### GOAL OF THE EXERCISE:
Reproduce all lines of the listing below in which the word "raised" occurs.

### PROVIDED DATA:

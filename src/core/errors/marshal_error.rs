//! Marshalling and unmarshalling error types

use serde::{Deserialize, Serialize};
use std::fmt;
use thiserror::Error;

/// A vector value whose length disagrees with the schema dimension
#[derive(Debug, Clone, PartialEq, Eq, Serialize, Deserialize)]
pub struct MarshalAnomaly {
    /// Row index within the submitted batch
    pub row: usize,
    /// Vector field name
    pub field: String,
    /// Element count required by the schema
    pub expected: usize,
    /// Element count found on the document
    pub actual: usize,
}

impl fmt::Display for MarshalAnomaly {
    fn fmt(&self, f: &mut fmt::Formatter<'_>) -> fmt::Result {
        write!(
            f,
            "row {} field '{}' has length {} (expected {})",
            self.row, self.field, self.actual, self.expected
        )
    }
}

fn describe_anomalies(anomalies: &[MarshalAnomaly]) -> String {
    anomalies
        .iter()
        .map(|a| a.to_string())
        .collect::<Vec<_>>()
        .join("; ")
}

/// Errors raised while converting documents into columns
#[derive(Debug, Clone, Error, PartialEq)]
pub enum MarshalError {
    #[error("Vector dimension mismatch in {} row(s): {}", .anomalies.len(), describe_anomalies(.anomalies))]
    DimensionMismatch { anomalies: Vec<MarshalAnomaly> },

    #[error("Document row {row} has no value for field '{field}'")]
    MissingFieldValue { row: usize, field: String },

    #[error("Document row {row} field '{field}': expected {expected}, found {found}")]
    ValueTypeMismatch {
        row: usize,
        field: String,
        expected: String,
        found: String,
    },
}

impl MarshalError {
    /// Sorted row indices behind this error
    pub fn offending_rows(&self) -> Vec<usize> {
        match self {
            MarshalError::DimensionMismatch { anomalies } => {
                let mut rows: Vec<usize> = anomalies.iter().map(|a| a.row).collect();
                rows.sort_unstable();
                rows.dedup();
                rows
            }
            MarshalError::MissingFieldValue { row, .. }
            | MarshalError::ValueTypeMismatch { row, .. } => vec![*row],
        }
    }
}

/// Errors raised while rebuilding documents from a column-major result
#[derive(Debug, Clone, Error, PartialEq)]
pub enum UnmarshalError {
    #[error("Field '{field}' of type {field_type} cannot receive a {column_type} column")]
    FieldTypeMismatch {
        field: String,
        column_type: String,
        field_type: String,
    },

    #[error("Column '{column}' has {actual} values but the result holds {expected} rows")]
    ColumnLengthMismatch {
        column: String,
        expected: usize,
        actual: usize,
    },

    #[error("Column '{field}' of store type {column_type} has no document mapping")]
    UnsupportedColumnType { field: String, column_type: String },
}
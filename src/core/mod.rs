pub mod config;
pub mod errors;
pub mod types;

pub use config::*;
pub use errors::*;
pub use types::*;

### WRITTEN RESPONSE:
/// Errors raised while converting documents into columns
/// Errors raised while rebuilding documents from a column-major result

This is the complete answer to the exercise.